Het lagere bedrag aan verplichtingen is vrijwel geheel terug te voeren op de lagere verplichtingen die zijn aangegaan voor de regeling Stimulering Duurzame Energie (SDE+). De nieuwste tender Wind op Zee waarvan de inschrijftermijn in december 2017 sloot, is inmiddels zonder subsidie toegekend. Daarnaast zal een groot deel van de verplichtingen voor de tweede openstelling van de reguliere SDE+ pas in 2018 worden aangegaan, omdat als gevolg van de beoordelingstermijn het merendeel van de aanvragen pas na de jaargrens een subsidiebeschikking zal ontvangen.

Garantieregeling aardwarmte

Voor de garantieregeling aardwarmte is voor slechts één geothermieproject een garantieverplichting afgegeven, zodat het garantieplafond van € 66,6 mln voor een bedrag van circa € 55,5 mln niet is uitgeput.

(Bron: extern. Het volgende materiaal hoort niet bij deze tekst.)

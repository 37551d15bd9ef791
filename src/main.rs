use anyhow::Result;
use clap::{Parser, Subcommand};
use std::ffi::OsString;

mod args;
mod auth;
mod autosave;
mod codec;
mod config;
mod context;
mod env;
mod error;
mod logging;
mod model;
mod pattern;
mod progress;
mod reconcile;
mod rolling;
mod snapshot;
mod storage;
mod sync;
#[cfg(test)]
mod testutil;
mod ui;
mod utils;
mod watch;

use crate::args::CLIArgs;

const DEFAULT_DEV_VERSION: &str = concat!(env!("CARGO_PKG_VERSION"), "-dev");
const CLI_VERSION: &str = match option_env!("STITCH_VERSION_STRING") {
    Some(version) => version,
    None => DEFAULT_DEV_VERSION,
};

#[derive(Debug, Parser)]
#[command(
    name = "stitch",
    about = "Cross-stitch progress autosave and sync",
    version = CLI_VERSION
)]
struct Cli {
    #[command(subcommand)]
    command: Commands,
}

#[derive(Debug, Subcommand)]
enum Commands {
    /// Import, list and forget local patterns
    Pattern(CLIArgs<pattern::PatternArgs>),
    /// Inspect and edit stitching progress
    Progress(CLIArgs<progress::ProgressArgs>),
    /// Manage the remote snapshot ring of a pattern
    Snapshot(CLIArgs<snapshot::SnapshotArgs>),
    /// Reconcile local patterns and progress with the remote account
    Sync(CLIArgs<sync::SyncArgs>),
    /// Autosave a pattern's progress while it is being edited
    Watch(CLIArgs<watch::WatchArgs>),
    /// View and modify configuration
    Config(CLIArgs<config::ConfigArgs>),
}

impl Commands {
    fn verbose(&self) -> u8 {
        match self {
            Commands::Pattern(cmd) => cmd.base.verbose,
            Commands::Progress(cmd) => cmd.base.verbose,
            Commands::Snapshot(cmd) => cmd.base.verbose,
            Commands::Sync(cmd) => cmd.base.verbose,
            Commands::Watch(cmd) => cmd.base.verbose,
            Commands::Config(cmd) => cmd.base.verbose,
        }
    }
}

#[tokio::main]
async fn main() -> Result<()> {
    let argv: Vec<OsString> = std::env::args_os().collect();
    env::bootstrap_from_args(&argv)?;
    let cli = Cli::parse_from(argv);
    logging::init(
        cli.command.verbose(),
        matches!(cli.command, Commands::Watch(_)),
    );

    match cli.command {
        Commands::Pattern(cmd) => pattern::run(cmd.base, cmd.args).await?,
        Commands::Progress(cmd) => progress::run(cmd.base, cmd.args).await?,
        Commands::Snapshot(cmd) => snapshot::run(cmd.base, cmd.args).await?,
        Commands::Sync(cmd) => sync::run(cmd.base, cmd.args).await?,
        Commands::Watch(cmd) => watch::run(cmd.base, cmd.args).await?,
        Commands::Config(cmd) => config::run(cmd.base, cmd.args)?,
    }

    Ok(())
}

Toelichting op de uitgaven

Subsidies

Topsectoren energie

  • Tenderregeling Energie-Innovatie (TSE): de realisatie van de TSE is hoger dan oorspronkelijk begroot, omdat uit de vraag uit de markt en de doelstellingen van de Topsector Energie bleek dat er gedurende 2017 relatief meer behoefte was aan R&D-middelen dan aan demonstratiemiddelen. Het beschikbare budget van € 33 mln is daarom bij 2e suppletoire begroting 2017 opgehoogd uit de DEI-middelen.

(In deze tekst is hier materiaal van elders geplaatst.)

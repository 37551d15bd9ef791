use anyhow::{anyhow, bail, Context, Result};
use clap::{Args, Subcommand};
use serde::Serialize;

use crate::args::BaseArgs;
use crate::context::AppContext;
use crate::model::{PatternDoc, ProgressRecord, CELL_CORRECT, CELL_WRONG};
use crate::reconcile::{mark_local_change, LocalStore};
use crate::ui::{apply_column_padding, header, print_command_status, styled_table, CommandStatus};

#[derive(Debug, Clone, Args)]
pub struct ProgressArgs {
    #[command(subcommand)]
    command: ProgressCommands,
}

#[derive(Debug, Clone, Subcommand)]
enum ProgressCommands {
    /// Show per-color progress for a pattern
    Show { id: String },
    /// Place a stitch
    Stitch {
        id: String,
        /// Cell as `x,y` or a flat index
        cell: String,
        /// Palette index
        color: u16,
    },
    /// Remove the stitch on a cell
    Unstitch { id: String, cell: String },
}

#[derive(Debug, Serialize)]
struct ColorRow<'a> {
    index: usize,
    name: &'a str,
    hex: &'a str,
    remaining: u32,
    correct: u32,
    wrong: u32,
}

pub async fn run(base: BaseArgs, args: ProgressArgs) -> Result<()> {
    let ctx = AppContext::from_base(&base)?;
    match args.command {
        ProgressCommands::Show { id } => show(&ctx, &id).await,
        ProgressCommands::Stitch { id, cell, color } => {
            edit(&ctx, &id, &cell, |progress, pattern, cell| {
                let state = progress.place_stitch(pattern, cell, color)?;
                Ok(match state {
                    CELL_CORRECT => "correct",
                    CELL_WRONG => "wrong",
                    _ => "empty",
                })
            })
            .await
        }
        ProgressCommands::Unstitch { id, cell } => {
            edit(&ctx, &id, &cell, |progress, pattern, cell| {
                Ok(if progress.clear_stitch(pattern, cell)? {
                    "cleared"
                } else {
                    "empty"
                })
            })
            .await
        }
    }
}

/// Accepts `x,y` or a flat `y * width + x` index.
fn parse_cell(pattern: &PatternDoc, raw: &str) -> Result<usize> {
    let index = match raw.split_once(',') {
        Some((x, y)) => {
            let x: u32 = x.trim().parse().with_context(|| format!("invalid column {x:?}"))?;
            let y: u32 = y.trim().parse().with_context(|| format!("invalid row {y:?}"))?;
            if x >= pattern.width || y >= pattern.height {
                bail!(
                    "cell {x},{y} is outside the {}x{} grid",
                    pattern.width,
                    pattern.height
                );
            }
            y as usize * pattern.width as usize + x as usize
        }
        None => raw.trim().parse().with_context(|| format!("invalid cell {raw:?}"))?,
    };
    if index >= pattern.cell_count() {
        bail!("cell {index} is outside the {}x{} grid", pattern.width, pattern.height);
    }
    Ok(index)
}

async fn load_both(ctx: &AppContext, id: &str) -> Result<(PatternDoc, ProgressRecord)> {
    let pattern = ctx
        .local
        .load_pattern(id)
        .await?
        .ok_or_else(|| anyhow!("pattern '{id}' not found"))?;
    let progress = match ctx.local.load_progress(id).await? {
        Some(progress) => progress,
        None => ProgressRecord::fresh(&pattern),
    };
    Ok((pattern, progress))
}

async fn edit<F>(ctx: &AppContext, id: &str, raw_cell: &str, apply: F) -> Result<()>
where
    F: FnOnce(&mut ProgressRecord, &PatternDoc, usize) -> crate::error::Result<&'static str>,
{
    let (pattern, mut progress) = load_both(ctx, id).await?;
    let cell = parse_cell(&pattern, raw_cell)?;
    let outcome = apply(&mut progress, &pattern, cell)?;
    ctx.local.save_progress(&progress).await?;
    mark_local_change(ctx.local.as_ref(), id).await?;

    if ctx.json {
        println!(
            "{}",
            serde_json::json!({
                "id": id,
                "cell": cell,
                "result": outcome,
                "remaining": progress.remaining_targets(),
            })
        );
    } else {
        let status = if outcome == "wrong" {
            CommandStatus::Warning
        } else {
            CommandStatus::Success
        };
        print_command_status(
            status,
            &format!(
                "Cell {cell}: {outcome} ({} stitches remaining)",
                progress.remaining_targets()
            ),
        );
    }
    Ok(())
}

async fn show(ctx: &AppContext, id: &str) -> Result<()> {
    let (pattern, progress) = load_both(ctx, id).await?;
    let rows: Vec<ColorRow> = pattern
        .palette
        .iter()
        .zip(&progress.palette_counts)
        .enumerate()
        .map(|(index, (color, count))| ColorRow {
            index,
            name: &color.name,
            hex: &color.hex,
            remaining: count.remaining_targets,
            correct: count.correct_count,
            wrong: count.wrong_count,
        })
        .collect();

    if ctx.json {
        println!(
            "{}",
            serde_json::json!({
                "id": id,
                "correct_cells": progress.correct_cells(),
                "remaining": progress.remaining_targets(),
                "colors": rows,
            })
        );
        return Ok(());
    }

    let mut table = styled_table();
    table.set_header(vec![
        header("#"),
        header("Color"),
        header("Hex"),
        header("Remaining"),
        header("Correct"),
        header("Wrong"),
    ]);
    apply_column_padding(&mut table, (0, 3));
    for row in &rows {
        table.add_row(vec![
            row.index.to_string(),
            row.name.to_string(),
            row.hex.to_string(),
            row.remaining.to_string(),
            row.correct.to_string(),
            row.wrong.to_string(),
        ]);
    }
    println!(
        "{} of {} cells correct, {} remaining\n",
        progress.correct_cells(),
        pattern.cell_count(),
        progress.remaining_targets()
    );
    println!("{table}");
    Ok(())
}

  • SDE+-projecten topsectoren energie/Hernieuwbare Energie Regeling (HER): de uitgaven voor de regeling zijn € 17,7 mln lager uitgevallen dan begroot. In 2017 zijn de voorwaarden voor de regeling geactualiseerd, waardoor in de komende jaren een hogere uitputting van het beschikbare budget wordt verwacht.

Energieakkoord SER

Voor de Demonstratieregeling Energie-Innovatie (DEI) is € 19 mln minder uitgegeven dan begroot omdat een deel van het DEI-budget is overgeheveld naar het budget van de Tenderregeling Energie-Innovatie (TSE). De realisatie van de DEI in 2017 is extra tegengevallen doordat een aantal grote projecten vertraagd zijn.

Milieukwaliteit van de Elektriciteitsproductie (MEP), SDE, SDE+ en regeling Investerings Subsidie Duurzame Energie (ISDE)

De lagere uitgaven op de MEP-regeling (€ 37,9 mln) zijn veroorzaakt door een lagere gerealiseerde subsidiabele elektriciteitsproductie dan waar in de raming eerder rekening mee was gehouden.

Ook bij de regelingen SDE en SDE+ is er sprake van dat de uitgaven lager zijn uitgevallen dan de in de begroting beschikbare middelen (totaal € 393 mln). Dit is voor een belangrijk deel toe te schrijven aan een tragere realisatie van de subsidiabele productie dan voorzien bij het opstellen van de ramingen en voor het overige aan het beschikbaar stellen van SDE+ middelen voor de InvesteringSubsidie Duurzame Energie (ISDE) en de subsidie aan TenneT voor het net op zee. De bij de SDE+ uitgevallen productie zal voor een groot deel in latere jaren alsnog worden gerealiseerd en gesubsidieerd via dezelfde of vervangende projecten.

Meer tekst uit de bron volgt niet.